YOUR INSTRUCTIONS ▸ Look over the entries that follow. Report how many lines contain "otherwise", with nothing else.

Saved data entries ▸
------------------------------------------------
pub const LINE_LENGTH: usize = 32;
pub const GROUP_LENGTH: usize = 8;

/// Rendered text kept before the oldest lines are dropped.
const MAX_RENDERED: usize = 4 * 1024 * 1024;

const HEX_DIGITS: &[u8; 16] = b"0123456789abcdef";

fn printable(byte: u8) -> char {
    if (0x20..=0x7e).contains(&byte) {
        byte as char
    } else {
        '.'
    }
}

/// Hex dump renderer.
///
/// Every byte is rendered as soon as it arrives; the printable sidebar of a
/// line is appended once the line holds `LINE_LENGTH` bytes.
#[derive(Debug, Default, Clone)]
pub struct HexView {
    rendered: String,
    line: Vec<u8>,
}

impl HexView {
    pub fn new() -> Self {
        Self::default()
    }

    /// Render `chunk`, append it to the view and return the new fragment.
    pub fn output(&mut self, chunk: &[u8]) -> String {
        let mut fragment = String::with_capacity(chunk.len() * 3 + 8);
        for &byte in chunk {
            fragment.push(HEX_DIGITS[(byte >> 4) as usize] as char);
            fragment.push(HEX_DIGITS[(byte & 0x0f) as usize] as char);
            fragment.push(' ');
            self.line.push(byte);

            if self.line.len() == LINE_LENGTH {
                self.wrap_line(&mut fragment);
            } else if self.line.len() % GROUP_LENGTH == 0 {
                fragment.push(' ');
            }
        }
        self.rendered.push_str(&fragment);
        self.trim();
        fragment
    }

    fn wrap_line(&mut self, fragment: &mut String) {
        fragment.push_str(" |  ");
        fragment.extend(self.line.iter().copied().map(printable));
        fragment.push('\n');
        self.line.clear();
    }

    fn trim(&mut self) {
        if self.rendered.len() <= MAX_RENDERED {
            return;
        }
        let excess = self.rendered.len() - MAX_RENDERED;
        let cut = match self.rendered[excess..].find('\n') {
            Some(pos) => excess + pos + 1,
            None => excess,
        };
        self.rendered.drain(..cut);
    }

    /// Bytes of the current, not yet completed line.
    pub fn pending(&self) -> &[u8] {
        &self.line
    }

    pub fn rendered(&self) -> &str {
        &self.rendered
    }

    /// Forget everything, including a held partial line.
    pub fn clear(&mut self) {
        self.rendered.clear();
        self.line.clear();
    }
}

#[cfg(test)]
mod tests {
    use super::*;

    #[test]
    fn forty_bytes_make_one_line_and_a_pending_tail() {
        let mut view = HexView::new();
        let data: Vec<u8> = (0x30..0x58).collect();
        assert_eq!(data.len(), 40);
        view.output(&data);

        let rendered = view.rendered();
        let (first, tail) = rendered.split_once('\n').unwrap();
        let (hex, sidebar) = first.split_once(" |  ").unwrap();

        let groups: Vec<&str> = hex.trim_end().split("  ").collect();
        assert_eq!(groups.len(), 4);
        for group in &groups {
            assert_eq!(group.split(' ').count(), GROUP_LENGTH);
        }
        assert_eq!(sidebar.len(), LINE_LENGTH);
        assert_eq!(sidebar, "0123456789:;<=>?@ABCDEFGHIJKLMNO");

        assert_eq!(view.pending(), &data[32..]);
        assert_eq!(tail, "50 51 52 53 54 55 56 57  ");
    }

    #[test]
    fn sidebar_masks_unprintable_bytes() {
        let mut view = HexView::new();
        let mut data = vec![0x41u8; LINE_LENGTH];
        data[0] = 0x00;
        data[1] = 0x7f;
        data[2] = 0x7e;
        let fragment = view.output(&data);
        assert!(fragment.ends_with(" |  ..~AAAAAAAAAAAAAAAAAAAAAAAAAAAAA\n"));
    }

    #[test]
    fn lines_split_across_chunks() {
        let mut view = HexView::new();
        view.output(&[0xab; 20]);
        assert!(!view.rendered().contains('|'));
        view.output(&[0xcd; 12]);
        assert!(view.rendered().ends_with('\n'));
        assert!(view.pending().is_empty());
    }

    #[test]
    fn clear_drops_partial_line() {
        let mut view = HexView::new();
        view.output(&[1, 2, 3]);
        view.clear();
        assert!(view.pending().is_empty());
        assert!(view.rendered().is_empty());

        view.output(&[0x41; LINE_LENGTH]);
        let sidebar = view.rendered().split(" |  ").nth(1).unwrap();
        assert_eq!(sidebar.trim_end().len(), LINE_LENGTH);
    }
}
use std::{sync::Arc, thread, time::Duration};

use regex::Regex;
use serimon::{
    console::{ConsoleView, DuplexConsole, ScreenBuffer},
    protocol::{
        driver::LoopbackDriver,
        profile::{NewLine, Profile},
        status::{PortRegistry, PortStatus},
    },
};

fn wait_until(mut cond: impl FnMut() -> bool) -> bool {
    for _ in 0..300 {
        if cond() {
            return true;
        }
        thread::sleep(Duration::from_millis(10));
    }
    false
}

fn open(profile: Profile) -> (LoopbackDriver, Arc<DuplexConsole<ScreenBuffer>>) {
    let driver = LoopbackDriver::new(&[profile.port_name.as_str()]);
    let registry = PortRegistry::new(Arc::new(driver.clone()));
    registry.rescan();
    let console = DuplexConsole::open(&registry, profile, ScreenBuffer::default(), 4096).unwrap();
    (driver, console)
}

fn lines(console: &DuplexConsole<ScreenBuffer>) -> Vec<String> {
    console.with_text(|text| text.terminal().lines())
}

#[test]
fn timestamped_lines_carry_one_stamp_each() {
    let (driver, console) = open(Profile::for_port("/dev/ttyUSB0"));
    console.set_timestamped(true);
    console.perform_connect(true).unwrap();

    driver.inject("/dev/ttyUSB0", b"A\r\n");
    driver.inject("/dev/ttyUSB0", b"B\r\n");
    assert!(wait_until(|| lines(&console).len() == 3));

    let stamped = Regex::new(r"^\[\d{2}:\d{2}:\d{2}\.\d{3}\] [AB]$").unwrap();
    let lines = lines(&console);
    assert!(stamped.is_match(&lines[0]), "{lines:?}");
    assert!(stamped.is_match(&lines[1]), "{lines:?}");
    assert_eq!(lines[2], "");
    console.dispose();
}

#[test]
fn both_views_fill_whichever_is_shown() {
    let (driver, console) = open(Profile::for_port("COM1"));
    console.perform_connect(true).unwrap();
    console.set_view(ConsoleView::Hex);

    let payload: Vec<u8> = (b'a'..=b'z').cycle().take(40).collect();
    driver.inject("COM1", &payload);

    let expected_text: String = payload.iter().map(|&b| b as char).collect();
    assert!(wait_until(|| lines(&console)[0] == expected_text));
    let hex = console.hex_text();
    let (first, _) = hex.split_once('\n').unwrap();
    assert!(first.ends_with(" |  abcdefghijklmnopqrstuvwxyzabcdef"));
    console.dispose();
}

#[test]
fn lf_profile_and_clear() {
    let mut profile = Profile::for_port("COM1");
    profile.new_line = NewLine::Lf;
    let (driver, console) = open(profile);
    console.perform_connect(true).unwrap();

    driver.inject("COM1", b"one\ntwo\n");
    assert!(wait_until(|| lines(&console) == vec!["one", "two", ""]));

    console.clear();
    assert_eq!(lines(&console), vec![""]);
    assert!(console.hex_text().is_empty());
    console.dispose();
}

#[test]
fn paused_input_is_not_replayed() {
    let driver = LoopbackDriver::new(&["COM1"]);
    let registry = PortRegistry::new(Arc::new(driver.clone()));
    registry.rescan();
    let console = DuplexConsole::open(
        &registry,
        Profile::for_port("COM1"),
        ScreenBuffer::default(),
        8,
    )
    .unwrap();
    console.perform_connect(true).unwrap();
    console.set_paused(true);
    driver.inject("COM1", b"ignored");
    console.set_paused(false);
    driver.inject("COM1", b"0123");
    assert!(wait_until(|| lines(&console)[0] == "0123"));
    console.dispose();
}

#[tokio::test(flavor = "multi_thread", worker_threads = 2)]
async fn connect_and_disconnect_run_in_the_background() {
    let (driver, console) = open(Profile::for_port("COM1"));
    console.connect(true);
    assert!(wait_until(|| !console.is_loading() && console.status() == PortStatus::Connected));
    assert!(driver.is_open("COM1"));

    console.connect(false);
    assert!(wait_until(|| !console.is_loading() && console.status() == PortStatus::Disconnected));
    assert!(!driver.is_open("COM1"));

    driver.fail_open("COM1", true);
    console.connect(true);
    let message = tokio_test::assert_ok!(console.errors().recv_async().await);
    assert!(message.starts_with("Failed to connect to port COM1: "), "{message}");
    assert_eq!(console.status(), PortStatus::UnavailableDisconnected);
    console.dispose();
}
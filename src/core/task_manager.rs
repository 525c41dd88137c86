/// Run a blocking job on a pooled worker.
///
/// When called from inside a tokio runtime the job goes to the runtime's
/// blocking pool; otherwise a short-lived named thread is used so that
/// library callers without a runtime still get fire-and-forget semantics.
pub fn spawn_pooled<F>(name: &str, func: F)
where
    F: FnOnce() + Send + 'static,
{
    match tokio::runtime::Handle::try_current() {
        Ok(handle) => {
            drop(handle.spawn_blocking(func));
        }
        Err(_) => {
            if let Err(err) = std::thread::Builder::new()
                .name(format!("serimon-{name}"))
                .spawn(func)
            {
                log::error!("failed to spawn worker '{name}': {err}");
            }
        }
    }
}

/// Spawn a blocking task on the current runtime and keep its handle.
pub fn spawn_blocking_task<F, R>(func: F) -> tokio::task::JoinHandle<R>
where
    F: FnOnce() -> R + Send + 'static,
    R: Send + 'static,
{
    tokio::task::spawn_blocking(func)
}

#[cfg(test)]
mod tests {
    use super::*;
    use std::time::Duration;

    #[test]
    fn runs_without_runtime() {
        let (tx, rx) = flume::bounded(1);
        spawn_pooled("test", move || {
            let _ = tx.send(42);
        });
        assert_eq!(rx.recv_timeout(Duration::from_secs(2)), Ok(42));
    }

    #[tokio::test]
    async fn runs_on_runtime_pool() {
        let (tx, rx) = flume::bounded(1);
        spawn_pooled("test", move || {
            let _ = tx.send(7);
        });
        assert_eq!(rx.recv_async().await, Ok(7));
    }

    #[tokio::test]
    async fn blocking_task_returns_value() {
        let value = spawn_blocking_task(|| 3 + 4).await.unwrap();
        assert_eq!(value, 7);
    }
}
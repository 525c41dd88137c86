use super::terminal::Terminal;
use crate::protocol::profile::NewLine;

/// chrono pattern for `[HH:MM:SS.mmm] `.
pub const TIMESTAMP_FORMAT: &str = "[%H:%M:%S%.3f] ";
pub const TIMESTAMP_WIDTH: usize = "[00:00:00.000] ".len();

pub type Clock = Box<dyn Fn() -> String + Send>;

fn local_clock() -> String {
    chrono::Local::now().format(TIMESTAMP_FORMAT).to_string()
}

#[derive(Debug, Clone, Copy, PartialEq, Eq)]
enum Escape {
    Ground,
    Esc,
    Csi,
}

/// Applies a newline convention and optional per-line timestamps to a
/// decoded character stream, writing the result into a [`Terminal`].
pub struct LineNormalizer<T: Terminal> {
    terminal: T,
    new_line: NewLine,
    timestamped: bool,
    last_char_cr: bool,
    escape: Escape,
    clock: Clock,
}

impl<T: Terminal> LineNormalizer<T> {
    pub fn new(terminal: T, new_line: NewLine) -> Self {
        Self {
            terminal,
            new_line,
            timestamped: false,
            last_char_cr: false,
            escape: Escape::Ground,
            clock: Box::new(local_clock),
        }
    }

    /// Replace the timestamp source. Stamps should be `TIMESTAMP_WIDTH` wide.
    pub fn with_clock(mut self, clock: Clock) -> Self {
        self.clock = clock;
        self
    }

    pub fn new_line(&self) -> NewLine {
        self.new_line
    }

    pub fn set_new_line(&mut self, new_line: NewLine) {
        self.new_line = new_line;
    }

    pub fn is_timestamped(&self) -> bool {
        self.timestamped
    }

    pub fn set_timestamped(&mut self, timestamped: bool) {
        self.timestamped = timestamped;
    }

    pub fn terminal(&self) -> &T {
        &self.terminal
    }

    pub fn terminal_mut(&mut self) -> &mut T {
        &mut self.terminal
    }

    pub fn process(&mut self, text: &str) {
        for ch in text.chars() {
            self.process_char(ch);
        }
    }

    pub fn process_char(&mut self, ch: char) {
        match self.escape {
            Escape::Esc => {
                self.escape = if ch == '[' { Escape::Csi } else { Escape::Ground };
                return;
            }
            Escape::Csi => {
                if ('\u{40}'..='\u{7e}').contains(&ch) {
                    self.escape = Escape::Ground;
                }
                return;
            }
            Escape::Ground => {}
        }

        self.maybe_insert_timestamp(ch);
        match ch {
            '\r' => {
                self.terminal.carriage_return();
                if self.new_line == NewLine::Cr {
                    self.terminal.new_line();
                } else if self.timestamped {
                    // keep the stamp, overwrite only what follows it
                    self.terminal.cursor_forward(TIMESTAMP_WIDTH);
                }
            }
            '\n' => {
                if self.new_line == NewLine::Lf || self.timestamped {
                    self.terminal.carriage_return();
                }
                self.terminal.new_line();
            }
            '\x1b' => self.escape = Escape::Esc,
            '\t' => self.terminal.write_characters("\t"),
            c if c.is_control() => {}
            c => {
                let mut utf8 = [0u8; 4];
                self.terminal.write_characters(c.encode_utf8(&mut utf8));
            }
        }
        self.last_char_cr = ch == '\r';
    }

    fn maybe_insert_timestamp(&mut self, next: char) {
        if !self.timestamped || self.terminal.cursor_x() != 0 {
            return;
        }
        if self.last_char_cr && next == '\n' && self.new_line == NewLine::CrLf {
            return;
        }
        let stamp = (self.clock)();
        self.terminal.write_characters(&stamp);
    }
}
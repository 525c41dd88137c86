use chrono::Local;
use log::LevelFilter;
use std::io::{self, Write};

use env_logger::{Builder, Target};

/// Environment variable naming a file that receives the debug log.
pub const LOG_FILE_ENV: &str = "SERIMON_LOG_FILE";

/// Logger setup shared by every entry point.
///
/// With `SERIMON_LOG_FILE` set, records go to that file at debug level;
/// otherwise the default `env_logger` (stderr, `RUST_LOG`) is used so the
/// monitor's own stdout stays clean.
pub fn init_common() {
    match std::env::var(LOG_FILE_ENV).ok().filter(|p| !p.is_empty()) {
        Some(path) => {
            if let Err(err) = init_file_logger(&path) {
                eprintln!("Failed to initialize file logger at '{path}': {err}");
                env_logger::init();
            }
        }
        None => env_logger::init(),
    }
}

fn init_file_logger(path: &str) -> io::Result<()> {
    let file = std::fs::OpenOptions::new()
        .create(true)
        .append(true)
        .open(path)?;

    let mut builder = Builder::new();
    builder
        .format(|buf, record| {
            writeln!(
                buf,
                "{}:{} {} [{}] - {}",
                record.file().unwrap_or("unknown"),
                record.line().unwrap_or(0),
                Local::now().format("%Y-%m-%dT%H:%M:%S%.3f"),
                record.level(),
                record.args()
            )
        })
        .target(Target::Pipe(Box::new(file)))
        .filter_level(LevelFilter::Debug)
        .parse_default_env()
        .init();

    log::info!("File logger initialized at {path}");

    Ok(())
}
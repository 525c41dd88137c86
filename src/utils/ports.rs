use std::cmp::Ordering;

/// Split a port name into its non-numeric prefix and optional trailing number.
///
/// `"COM10"` becomes `("COM", Some(10))`, `"COM"` becomes `("COM", None)`.
/// Suffixes that overflow `u64` are treated as part of the prefix.
pub fn split_port_name(name: &str) -> (&str, Option<u64>) {
    let digits = name
        .bytes()
        .rev()
        .take_while(|b| b.is_ascii_digit())
        .count();
    if digits == 0 {
        return (name, None);
    }
    let (prefix, suffix) = name.split_at(name.len() - digits);
    match suffix.parse::<u64>() {
        Ok(n) => (prefix, Some(n)),
        Err(_) => (name, None),
    }
}

/// Total order used for displaying ports: case-insensitive prefix, then
/// numeric suffix ascending with "no suffix" first.
pub fn compare_port_names(a: &str, b: &str) -> Ordering {
    let (prefix_a, num_a) = split_port_name(a);
    let (prefix_b, num_b) = split_port_name(b);
    prefix_a
        .to_lowercase()
        .cmp(&prefix_b.to_lowercase())
        .then_with(|| num_a.cmp(&num_b))
        // Keep the order total for names differing only by case.
        .then_with(|| a.cmp(b))
}

/// Sort and dedup a raw driver listing.
pub fn sort_port_names(mut names: Vec<String>) -> Vec<String> {
    names.sort_by(|a, b| compare_port_names(a, b));
    names.dedup();
    names
}

#[cfg(test)]
mod tests {
    use super::*;

    fn owned(names: &[&str]) -> Vec<String> {
        names.iter().map(|s| s.to_string()).collect()
    }

    #[test]
    fn numeric_suffix_orders_naturally() {
        let sorted = sort_port_names(owned(&["COM10", "COM2", "COM"]));
        assert_eq!(sorted, owned(&["COM", "COM2", "COM10"]));
    }

    #[test]
    fn prefix_comparison_ignores_case() {
        let sorted = sort_port_names(owned(&["ttyUSB1", "TTYACM0", "ttyusb0"]));
        assert_eq!(sorted, owned(&["TTYACM0", "ttyusb0", "ttyUSB1"]));
    }

    #[test]
    fn split_handles_paths_and_plain_names() {
        assert_eq!(split_port_name("/dev/ttyS12"), ("/dev/ttyS", Some(12)));
        assert_eq!(split_port_name("COM"), ("COM", None));
        assert_eq!(split_port_name("42"), ("", Some(42)));
    }

    #[test]
    fn duplicates_are_removed() {
        let sorted = sort_port_names(owned(&["COM1", "COM1", "COM3"]));
        assert_eq!(sorted, owned(&["COM1", "COM3"]));
    }
}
------------------------------------------------
ANSWER FOR THIS EXERCISE ▸ 2